The Flushing Meadows competition will have access to the tournament’s “comprehensive medical services program,” including access to mental health providers and “quiet rooms” on site, the USTA said in a written statement.
The US Open tournament, “The issue of mental health awareness has been raised during the global epidemic, as many individuals, including athletes, are struggling with the stress and emotions that come with being a coward.” Open tournament director Stacey Alastair said.
The end of the year is important as mental health has become a hot topic in sports.

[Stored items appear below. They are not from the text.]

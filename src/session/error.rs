//! Authentication error type
//!
//! Every failure coming out of the session store is normalized to a
//! message plus a code so forms and toasts can show it consistently.

use serde::Serialize;
use thiserror::Error;

use crate::error::BackendError;

/// Code for missing or malformed credentials
pub const INVALID_CREDENTIALS: &str = "INVALID_CREDENTIALS";

/// Code used when the backend gave none
pub const UNKNOWN_ERROR: &str = "UNKNOWN_ERROR";

/// Normalized authentication error
#[derive(Error, Debug, Clone, PartialEq, Eq, Serialize)]
#[error("{message}")]
pub struct AuthError {
    pub message: String,
    pub code: String,
}

impl AuthError {
    pub fn new(message: impl Into<String>, code: impl Into<String>) -> Self {
        Self {
            message: message.into(),
            code: code.into(),
        }
    }

    /// Email or password missing
    pub fn credentials_required() -> Self {
        Self::new("Email and password are required", INVALID_CREDENTIALS)
    }

    /// Normalize a backend error, using `fallback` when it carries no message
    pub fn from_backend(err: &BackendError, fallback: &str) -> Self {
        Self {
            message: err.user_message().unwrap_or_else(|| fallback.to_string()),
            code: err.code().unwrap_or_else(|| UNKNOWN_ERROR.to_string()),
        }
    }
}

World No. 2 Naomi Osaka withdrew from the French Open in May, sparking a controversy with tournament organizers over mandatory media appearances, which she said put undue pressure on players. Is. She later revealed that she had been suffering from depression for years.
The organizers of the French Open later acknowledged that they could improve the mental health of the players.
Osaka is expected to play in the US Open.
The issue was again at the forefront of the Tokyo Olympics, when four-time gold medalist gymnast Simon Byles withdrew from several events, garnering worldwide support, citing the need to focus on his mental health.
Brian Henline, first vice president of USTA and professor of neurology at Indiana University and New York University, said he hopes the program will increase access to mental health care.
“Our goal is to make mental health services available to athletes as twisted ankle services – and without any stigma,” Han Lane said. “We will provide an environment that promotes well-being.”